As April creeps up on us in 2021, I think back to where I was last year. From the outside, I looked whole, but I was shattered and broken. I kept moving. I lost two aunts, three cousins & an older sister all while attempting to hold and manage the grief of losing my mother. Many times it felt as if the grief that me and my siblings were feeling didn’t matter and that we should hold it in — for the greater good, And that our pain didn’t matter. But in some odd way I felt my mother pushing me to speak up, call out and speak openly about my pain. “Use your voice Nay, y’all matter,” is what I hear whenever I speak up even when it goes against the grain. Sitting in silence and suppressing the grief doesn’t help. In the end, I know that my siblings & I (Gina’s Kids) are floating. We are not okay but the tools Regina Dix-Parsons gave us allowed us to navigate life without her. She prepared us for this but many times, I just want to look over my shoulder and ask her how I know if my chicken is done?

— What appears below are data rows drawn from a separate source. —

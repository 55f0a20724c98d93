//! Catalog lookups, seed loading, and shop/status display formatting.
//!
//! The catalog is static data: loaded from `data/seeds/catalog.json` (or the
//! built-in starter set) into the document, then only ever read.

use std::collections::BTreeMap;
use std::fs;
use std::path::Path;

use serde::{Deserialize, Serialize};

use crate::pets::errors::PetError;
use crate::pets::types::{CatalogEntry, Document, OwnedPet, STAT_MAX};

/// Pure read of a catalog entry by key.
pub fn catalog_entry<'a>(doc: &'a Document, key: &str) -> Result<&'a CatalogEntry, PetError> {
    doc.pets_catalog
        .get(key)
        .ok_or_else(|| PetError::UnknownPet(key.to_string()))
}

/// Resolve a user's pet together with its catalog entry.
///
/// A pet whose `type` no longer resolves is a data-integrity failure and is
/// reported as such rather than treated as "no pet".
pub fn owned_pet_with_entry<'a>(
    doc: &'a Document,
    user_id: &str,
) -> Result<(&'a OwnedPet, &'a CatalogEntry), PetError> {
    let pet = doc.user_pets.get(user_id).ok_or(PetError::NoPetOwned)?;
    let entry = doc
        .pets_catalog
        .get(&pet.kind)
        .ok_or_else(|| PetError::DanglingCatalogKey(pet.kind.clone()))?;
    Ok((pet, entry))
}

/// Built-in starter catalog used when no seed file is present.
pub fn starter_catalog() -> BTreeMap<String, CatalogEntry> {
    let entries = [
        ("cat", "Cat", 60, "cat.gif"),
        ("dog", "Dog", 80, "dog.gif"),
        ("hamster", "Hamster", 30, "hamster.gif"),
        ("parrot", "Parrot", 120, "parrot.gif"),
    ];
    entries
        .iter()
        .map(|(key, name, price, animation)| {
            (
                key.to_string(),
                CatalogEntry {
                    name: name.to_string(),
                    price: *price,
                    animation: animation.to_string(),
                },
            )
        })
        .collect()
}

/// Load catalog entries from a JSON seed file.
///
/// Entries with a non-positive price are dropped with a warning rather than
/// poisoning the whole catalog.
pub fn load_catalog_from_json<P: AsRef<Path>>(
    path: P,
) -> Result<BTreeMap<String, CatalogEntry>, PetError> {
    let path = path.as_ref();
    let contents = fs::read_to_string(path)?;
    let seeds: Vec<CatalogSeed> = serde_json::from_str(&contents)?;

    let mut catalog = BTreeMap::new();
    for seed in seeds {
        if seed.price <= 0 {
            log::warn!(
                "catalog seed {} skipped: price {} is not positive",
                seed.key,
                seed.price
            );
            continue;
        }
        catalog.insert(
            seed.key,
            CatalogEntry {
                name: seed.name,
                price: seed.price,
                animation: seed.animation,
            },
        );
    }
    Ok(catalog)
}

/// Populate an empty catalog. A document that already carries catalog data
/// is left untouched; returns how many entries were inserted.
pub fn seed_catalog_if_needed(
    doc: &mut Document,
    entries: BTreeMap<String, CatalogEntry>,
) -> usize {
    if !doc.pets_catalog.is_empty() {
        return 0;
    }
    let inserted = entries.len();
    doc.pets_catalog = entries;
    inserted
}

/// Resolve an entry's animation against the configured assets directory.
/// Whether the file actually exists is the caller's concern.
pub fn animation_path(assets_dir: &Path, entry: &CatalogEntry) -> std::path::PathBuf {
    assets_dir.join(&entry.animation)
}

/// Format the shop listing, one line per catalog entry.
pub fn format_catalog_listing(doc: &Document) -> Vec<String> {
    let mut lines = Vec::new();
    lines.push("=== PET SHOP ===".to_string());

    if doc.pets_catalog.is_empty() {
        lines.push("The shop is empty today.".to_string());
        return lines;
    }

    for (idx, (key, entry)) in doc.pets_catalog.iter().enumerate() {
        lines.push(format!(
            "{}. {} ({}) - {} pts",
            idx + 1,
            entry.name,
            key,
            entry.price
        ));
    }
    lines.push("Say BUY <name> to take one home.".to_string());
    lines
}

/// Format a pet status card for the chat front-end.
pub fn format_pet_status(pet: &OwnedPet, entry: &CatalogEntry) -> String {
    let hunger_bar = "█".repeat((pet.hunger / 10).max(0) as usize);
    let happiness_bar = "█".repeat((pet.happiness / 10).max(0) as usize);
    format!(
        "=== {} ===\nHunger:    {:>3}/{} {}\nHappiness: {:>3}/{} {}\nLast care: {}",
        entry.name,
        pet.hunger,
        STAT_MAX,
        hunger_bar,
        pet.happiness,
        STAT_MAX,
        happiness_bar,
        pet.last_care.format("%Y-%m-%d %H:%M UTC")
    )
}

/// Seed file entry shape for `data/seeds/catalog.json`.
#[derive(Debug, Serialize, Deserialize)]
struct CatalogSeed {
    key: String,
    name: String,
    price: i64,
    animation: String,
}

#[cfg(test)]
mod tests {
    use super::*;
    use chrono::Utc;

    fn seeded_document() -> Document {
        let mut doc = Document::default();
        doc.pets_catalog = starter_catalog();
        doc
    }

    #[test]
    fn lookup_known_and_unknown_keys() {
        let doc = seeded_document();
        let cat = catalog_entry(&doc, "cat").expect("cat");
        assert_eq!(cat.price, 60);
        assert!(matches!(
            catalog_entry(&doc, "dragon"),
            Err(PetError::UnknownPet(_))
        ));
    }

    #[test]
    fn dangling_pet_reference_is_an_integrity_error() {
        let mut doc = seeded_document();
        doc.user_pets
            .insert("100".to_string(), OwnedPet::new("100", "unicorn", Utc::now()));
        match owned_pet_with_entry(&doc, "100") {
            Err(PetError::DanglingCatalogKey(key)) => assert_eq!(key, "unicorn"),
            other => panic!("expected DanglingCatalogKey, got {:?}", other.map(|_| ())),
        }
    }

    #[test]
    fn seeding_only_populates_an_empty_catalog() {
        let mut doc = Document::default();
        assert_eq!(seed_catalog_if_needed(&mut doc, starter_catalog()), 4);
        assert_eq!(seed_catalog_if_needed(&mut doc, starter_catalog()), 0);
    }

    #[test]
    fn seed_file_round_trip_drops_bad_prices() {
        let dir = tempfile::tempdir().expect("tempdir");
        let path = dir.path().join("catalog.json");
        std::fs::write(
            &path,
            r#"[
                {"key": "cat", "name": "Cat", "price": 60, "animation": "cat.gif"},
                {"key": "ghost", "name": "Ghost", "price": 0, "animation": "ghost.gif"}
            ]"#,
        )
        .expect("write seed");

        let catalog = load_catalog_from_json(&path).expect("load");
        assert_eq!(catalog.len(), 1);
        assert!(catalog.contains_key("cat"));
    }

    #[test]
    fn animations_resolve_under_the_assets_dir() {
        let doc = seeded_document();
        let entry = catalog_entry(&doc, "dog").unwrap();
        let path = animation_path(std::path::Path::new("static"), entry);
        assert_eq!(path, std::path::Path::new("static/dog.gif"));
    }

    #[test]
    fn listing_names_every_entry_with_price() {
        let doc = seeded_document();
        let lines = format_catalog_listing(&doc);
        assert!(lines.iter().any(|l| l.contains("Cat") && l.contains("60")));
        assert!(lines.iter().any(|l| l.contains("Parrot") && l.contains("120")));
    }

    #[test]
    fn status_card_shows_clamped_bars() {
        let doc = seeded_document();
        let mut pet = OwnedPet::new("100", "cat", Utc::now());
        pet.hunger = 40;
        let card = format_pet_status(&pet, catalog_entry(&doc, "cat").unwrap());
        assert!(card.contains("Hunger:     40/100 ████"));
        assert!(card.contains("Happiness: 100/100"));
    }
}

Not being able to say goodbye to your mother is a different type of pain. I know I am not alone in this pain, but together, we can water each other so that we never feel alone. I am saying this to everyone that lost a loved one to COVID-19 that you are not alone and that pain you feel cuts deep but in time I pray it heals. The number keeps growing and each day more families start to navigate how to move on but you never move on you just learn to dance with the grief. That is what I am doing, I am dancing with this grief and allowing it to come and learn it because it is here to stay.
We are okay today and we miss you, Mommy. Gina’s kids are okay and we are finding our way together. I wish I had a resource number to share with those that lost a loved one to COVID-19 but I don’t but what has helped me was a therapist and saying no. Say no, to whoever, whatever. You and your healing come first and learn to take grief by its hand do a slow two-step with it. Dance with your grief and do it at your pace.